In his address on Friday, Mr French will argue that it is “improbable” that a failure to consider representations made by the voice would result in the invalidation of government decisions, although he conceded it was possible that “someone, some day will want to litigate a matter relating to the voice”.
“The risk of any such litigation succeeding and imposing any burdensome duties, or any duties at all, upon the executive government of the commonwealth is low when set against the potential benefits,” he will say.
He condemned the key battle cry of the No campaign – ‘If you don’t know, vote No’ - as a “poor shadow of the spirit which drew up our Constitution”.
“It invites us to a resentful, uninquiring passivity. Australians, whether they vote yes or no, are better than that,” he will say.
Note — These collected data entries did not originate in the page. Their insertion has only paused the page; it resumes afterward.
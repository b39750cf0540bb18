//! Configuration loading from disk.

use std::fs;
use std::path::Path;

use crate::config::schema::PluginConfig;
use crate::config::validation::{validate_config, ValidationError};

/// Name of the config file inside the plugin data directory.
pub const CONFIG_FILE_NAME: &str = "config.toml";

/// Error type for configuration loading.
#[derive(Debug)]
pub enum ConfigError {
    Io(std::io::Error),
    Parse(toml::de::Error),
    Validation(Vec<ValidationError>),
}

impl std::fmt::Display for ConfigError {
    fn fmt(&self, f: &mut std::fmt::Formatter<'_>) -> std::fmt::Result {
        match self {
            ConfigError::Io(e) => write!(f, "IO error: {}", e),
            ConfigError::Parse(e) => write!(f, "Parse error: {}", e),
            ConfigError::Validation(errors) => {
                write!(f, "Validation failed: ")?;
                for (i, err) in errors.iter().enumerate() {
                    if i > 0 { write!(f, ", ")?; }
                    write!(f, "{}", err)?;
                }
                Ok(())
            }
        }
    }
}

impl std::error::Error for ConfigError {
    fn source(&self) -> Option<&(dyn std::error::Error + 'static)> {
        match self {
            ConfigError::Io(e) => Some(e),
            ConfigError::Parse(e) => Some(e),
            ConfigError::Validation(_) => None,
        }
    }
}

/// Load and validate configuration from a TOML file.
pub fn load_config(path: &Path) -> Result<PluginConfig, ConfigError> {
    let content = fs::read_to_string(path).map_err(ConfigError::Io)?;
    let config: PluginConfig = toml::from_str(&content).map_err(ConfigError::Parse)?;

    validate_config(&config).map_err(ConfigError::Validation)?;

    Ok(config)
}

/// Load `config.toml` from a data directory.
pub fn load_from_dir(data_dir: &Path) -> Result<PluginConfig, ConfigError> {
    load_config(&data_dir.join(CONFIG_FILE_NAME))
}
He will also reject arguments that the voice is a race-based institution, saying it was instead aimed at recognising the original inhabitants of the land prior to European settlement; at federation, there were “hundreds of different Aboriginal languages spoken across Australia”.
“The unifying characteristic which underpins the voice is their history as our First Peoples,” Mr French will say. “It would not matter whether Aboriginal and Torres Strait Islander peoples were one race or dozens of different races.”
Anthony Albanese on Thursday told a gathering of faith leaders that he was doing “whatever I can” to achieve a Yes result on October 14, likening the mission of migrants who came to Australia in search of a better life to the objective of the voice in delivering better outcomes for Indigenous Australians.
Speaking to Islamic, Hindu, Buddhist, Christian, Jewish and Sikh leaders, the Prime Minister confirmed at a roundtable in Sydney’s inner-city Glebe that he would travel to Uluru early next week, from where the Uluru Statement from the Heart was first read out.
“I am greatly encouraged by the very broad spectrum of faith groups that have supported the voice. I’m not aware of any who have any disagreement with advocating a Yes vote, and that says a lot about the nature of the request,” he said
“This is such a gracious request ... It is for a non-binding advisory committee to be able to make representations on matters that affect Aboriginal and Torres Strait Islander people ... And we will get better outcomes.”
Rejecting characterisations of the voice as a third chamber of parliament, Mr French will say on Friday that the parliament and executive government would not be bound by representations from the advisory body.
“The establishment of the voice by popular vote would generate a democratic mandate to respect those representations and to take them into account.
“That does not translate into a mandate enforceable by the courts,” he will say.
He will also reject claims the voice would amount to “another Canberra bureaucracy”, saying it would not be “a collection of officials” and its members would be “selected from Aboriginal and Torres Strait Islander societies across the nation”.
“Terms such as ‘Canberra bureaucracy’ weaponise words by distorting their meaning in a way which is unhappily characteristic of public, political discourse today,” he will say.